Problem to work on: Make an exact transcription of the data below.

□ □ □ □ □

//! Registry trait for self-registering implementations.

/// Base trait for implementation registries.
///
/// Each pluggable module (account, chain, storage) exposes a `Registry` struct
/// implementing this trait, so the service can map a configuration name to a
/// factory without hard-coding the list in several places.
pub trait ImplementationRegistry {
	/// The name used in configuration files to reference this implementation,
	/// e.g. `"local"` for `[chain.implementations.local]` or `"file"` for
	/// `[storage.implementations.file]`.
	const NAME: &'static str;

	/// The factory function type this implementation provides.
	type Factory;

	/// Get the factory function for this implementation.
	fn factory() -> Self::Factory;
}
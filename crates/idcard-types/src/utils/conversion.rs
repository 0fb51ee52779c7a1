//! Conversion utilities for addresses supplied as text.

use super::formatting::without_0x_prefix;
use alloy_primitives::Address;

/// Parses a hex address, with or without `0x`, case-insensitively.
pub fn parse_address(value: &str) -> Result<Address, String> {
	let hex_part = without_0x_prefix(value.trim());
	if hex_part.len() != 40 {
		return Err(format!(
			"Invalid address '{}': expected 40 hex characters, got {}",
			value,
			hex_part.len()
		));
	}
	hex_part
		.parse::<Address>()
		.map_err(|e| format!("Invalid address '{}': {}", value, e))
}
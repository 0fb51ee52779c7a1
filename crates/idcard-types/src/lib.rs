//! Common types module for the IdentityCard authorization system.
//!
//! This module defines the core data types shared by the signing side
//! (account, issuer, service) and the verifying side (ledger). Keeping them
//! in one crate guarantees that both ends agree on field order and encoding.

/// API types for the HTTP signing endpoints.
pub mod api;
/// Authorization messages, scopes and signed authorizations.
pub mod authorization;
/// Block and chain snapshot types.
pub mod chain;
/// Event types emitted by the ledger.
pub mod events;
/// Self-registration trait for pluggable implementations.
pub mod registry;
/// Redacting wrapper for private keys.
pub mod secret_string;
/// Storage keys for persisted collections.
pub mod storage;
/// Token records and ledger snapshots.
pub mod token;
/// Encoding and formatting helpers.
pub mod utils;
/// Configuration validation types for ensuring type-safe configurations.
pub mod validation;

pub use alloy_primitives::{Address, Bytes, B256, U256};

pub use api::*;
pub use authorization::*;
pub use chain::*;
pub use events::*;
pub use registry::ImplementationRegistry;
pub use secret_string::SecretString;
pub use storage::*;
pub use token::*;
pub use utils::{format_wei, parse_address, without_0x_prefix};
pub use validation::*;
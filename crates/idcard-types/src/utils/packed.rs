//! Tightly packed encoder for authorization messages.
//!
//! Mirrors Solidity's `abi.encodePacked` for the handful of types the
//! authorization message uses: no padding between fields, addresses as their
//! 20 raw bytes, `uint256` as 32 big-endian bytes, strings as raw UTF-8.

use alloy_primitives::{Address, U256};

/// Append-only buffer producing a packed encoding.
pub struct PackedEncoder {
	buf: Vec<u8>,
}

impl Default for PackedEncoder {
	fn default() -> Self {
		Self::new()
	}
}

impl PackedEncoder {
	pub fn new() -> Self {
		Self { buf: Vec::new() }
	}

	pub fn push_address(&mut self, addr: &Address) {
		self.buf.extend_from_slice(addr.as_slice());
	}

	pub fn push_u256(&mut self, v: U256) {
		let word: [u8; 32] = v.to_be_bytes::<32>();
		self.buf.extend_from_slice(&word);
	}

	pub fn push_str(&mut self, s: &str) {
		self.buf.extend_from_slice(s.as_bytes());
	}

	pub fn finish(self) -> Vec<u8> {
		self.buf
	}
}
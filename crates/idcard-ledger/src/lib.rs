//! IdentityCard ledger.
//!
//! In-process rendition of the IdentityCard contract: mint and burn are
//! gated by an authorizer signature over the caller's current nonce, each
//! success bumps that nonce, and each failure reverts with one of a fixed
//! set of reason tags and no state change.

use thiserror::Error;

pub mod builder;
pub mod engine;
pub mod state;

pub use builder::LedgerBuilder;
pub use engine::{event_bus::EventBus, CallContext, Deployment, IdentityCard};

/// Reasons a ledger call reverts.
#[derive(Debug, Clone, PartialEq, Eq, Error)]
pub enum LedgerError {
	/// The recovered signer is not the authorizer, or the signature was made
	/// for another nonce, contract, chain, expiry or verification id.
	#[error("Invalid signer")]
	InvalidSigner,
	/// Mint while already holding a token.
	#[error("Balance must be zero")]
	AlreadyHolds,
	/// Burn without holding a token.
	#[error("No balance to burn")]
	NoBalance,
	/// Current block is past the authorization's expiry block.
	#[error("Authorization expired")]
	Expired,
	/// Mint with less than the mint price attached.
	#[error("Insufficient payment")]
	InsufficientPayment,
	/// The new state could not be saved; nothing was applied.
	#[error("Persistence failed: {0}")]
	Persistence(String),
}

impl LedgerError {
	/// Revert tag reported to callers.
	pub fn reason(&self) -> &'static str {
		match self {
			LedgerError::InvalidSigner => "Invalid signer",
			LedgerError::AlreadyHolds => "Balance must be zero",
			LedgerError::NoBalance => "No balance to burn",
			LedgerError::Expired => "Authorization expired",
			LedgerError::InsufficientPayment => "Insufficient payment",
			LedgerError::Persistence(_) => "Persistence failed",
		}
	}

	/// True for the two balance errors (mint while holding, burn while empty).
	pub fn is_balance_class(&self) -> bool {
		matches!(self, LedgerError::AlreadyHolds | LedgerError::NoBalance)
	}
}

□ □ □ □ □

Exercise solution:
//! Registry trait for self-registering implementations.

/// Base trait for implementation registries.
///
/// Each pluggable module (account, chain, storage) exposes a `Registry` struct
/// implementing this trait, so the service can map a configuration name to a
/// factory without hard-coding the list in several places.
pub trait ImplementationRegistry {
	/// The name used in configuration files to reference this implementation,
	/// e.g. `"local"` for `[chain.implementations.local]` or `"file"` for
	/// `[storage.implementations.file]`.
	const NAME: &'static str;

	/// The factory function type this implementation provides.
	type Factory;

	/// Get the factory function for this implementation.
	fn factory() -> Self::Factory;
}
filename crates/idcard-types/src/utils/conversion.rs
repository 0fb51ee52779c7a1
//! Conversion utilities for addresses supplied as text.

use super::formatting::without_0x_prefix;
use alloy_primitives::Address;

/// Parses a hex address, with or without `0x`, case-insensitively.
pub fn parse_address(value: &str) -> Result<Address, String> {
	let hex_part = without_0x_prefix(value.trim());
	if hex_part.len() != 40 {
		return Err(format!(
			"Invalid address '{}': expected 40 hex characters, got {}",
			value,
			hex_part.len()
		));
	}
	hex_part
		.parse::<Address>()
		.map_err(|e| format!("Invalid address '{}': {}", value, e))
}
repository 0fb51ee52779c7a1
filename crates/idcard-types/src/lib.rs
//! Common types module for the IdentityCard authorization system.
//!
//! This module defines the core data types shared by the signing side
//! (account, issuer, service) and the verifying side (ledger). Keeping them
//! in one crate guarantees that both ends agree on field order and encoding.

/// API types for the HTTP signing endpoints.
pub mod api;
/// Authorization messages, scopes and signed authorizations.
pub mod authorization;
/// Block and chain snapshot types.
pub mod chain;
/// Event types emitted by the ledger.
pub mod events;
/// Self-registration trait for pluggable implementations.
pub mod registry;
/// Redacting wrapper for private keys.
pub mod secret_string;
/// Storage keys for persisted collections.
pub mod storage;
/// Token records and ledger snapshots.
pub mod token;
/// Encoding and formatting helpers.
pub mod utils;
/// Configuration validation types for ensuring type-safe configurations.
pub mod validation;

pub use alloy_primitives::{Address, Bytes, B256, U256};

pub use api::*;
pub use authorization::*;
pub use chain::*;
pub use events::*;
pub use registry::ImplementationRegistry;
pub use secret_string::SecretString;
pub use storage::*;
pub use token::*;
pub use utils::{format_wei, parse_address, without_0x_prefix};
pub use validation::*;
filename crates/idcard-types/src/utils/packed.rs
//! Tightly packed encoder for authorization messages.
//!
//! Mirrors Solidity's `abi.encodePacked` for the handful of types the
//! authorization message uses: no padding between fields, addresses as their
//! 20 raw bytes, `uint256` as 32 big-endian bytes, strings as raw UTF-8.

use alloy_primitives::{Address, U256};

/// Append-only buffer producing a packed encoding.
pub struct PackedEncoder {
	buf: Vec<u8>,
}

impl Default for PackedEncoder {
	fn default() -> Self {
		Self::new()
	}
}

impl PackedEncoder {
	pub fn new() -> Self {
		Self { buf: Vec::new() }
	}

	pub fn push_address(&mut self, addr: &Address) {
		self.buf.extend_from_slice(addr.as_slice());
	}

	pub fn push_u256(&mut self, v: U256) {
		let word: [u8; 32] = v.to_be_bytes::<32>();
		self.buf.extend_from_slice(&word);
	}

	pub fn push_str(&mut self, s: &str) {
		self.buf.extend_from_slice(s.as_bytes());
	}

	pub fn finish(self) -> Vec<u8> {
		self.buf
	}
}
filename crates/idcard-ledger/src/lib.rs
//! IdentityCard ledger.
//!
//! In-process rendition of the IdentityCard contract: mint and burn are
//! gated by an authorizer signature over the caller's current nonce, each
//! success bumps that nonce, and each failure reverts with one of a fixed
//! set of reason tags and no state change.

use thiserror::Error;

pub mod builder;
pub mod engine;
pub mod state;

pub use builder::LedgerBuilder;
pub use engine::{event_bus::EventBus, CallContext, Deployment, IdentityCard};

/// Reasons a ledger call reverts.
#[derive(Debug, Clone, PartialEq, Eq, Error)]
pub enum LedgerError {
	/// The recovered signer is not the authorizer, or the signature was made
	/// for another nonce, contract, chain, expiry or verification id.
	#[error("Invalid signer")]
	InvalidSigner,
	/// Mint while already holding a token.
	#[error("Balance must be zero")]
	AlreadyHolds,
	/// Burn without holding a token.
	#[error("No balance to burn")]
	NoBalance,
	/// Current block is past the authorization's expiry block.
	#[error("Authorization expired")]
	Expired,
	/// Mint with less than the mint price attached.
	#[error("Insufficient payment")]
	InsufficientPayment,
	/// The new state could not be saved; nothing was applied.
	#[error("Persistence failed: {0}")]
	Persistence(String),
}

impl LedgerError {
	/// Revert tag reported to callers.
	pub fn reason(&self) -> &'static str {
		match self {
			LedgerError::InvalidSigner => "Invalid signer",
			LedgerError::AlreadyHolds => "Balance must be zero",
			LedgerError::NoBalance => "No balance to burn",
			LedgerError::Expired => "Authorization expired",
			LedgerError::InsufficientPayment => "Insufficient payment",
			LedgerError::Persistence(_) => "Persistence failed",
		}
	}

	/// True for the two balance errors (mint while holding, burn while empty).
	pub fn is_balance_class(&self) -> bool {
		matches!(self, LedgerError::AlreadyHolds | LedgerError::NoBalance)
	}
}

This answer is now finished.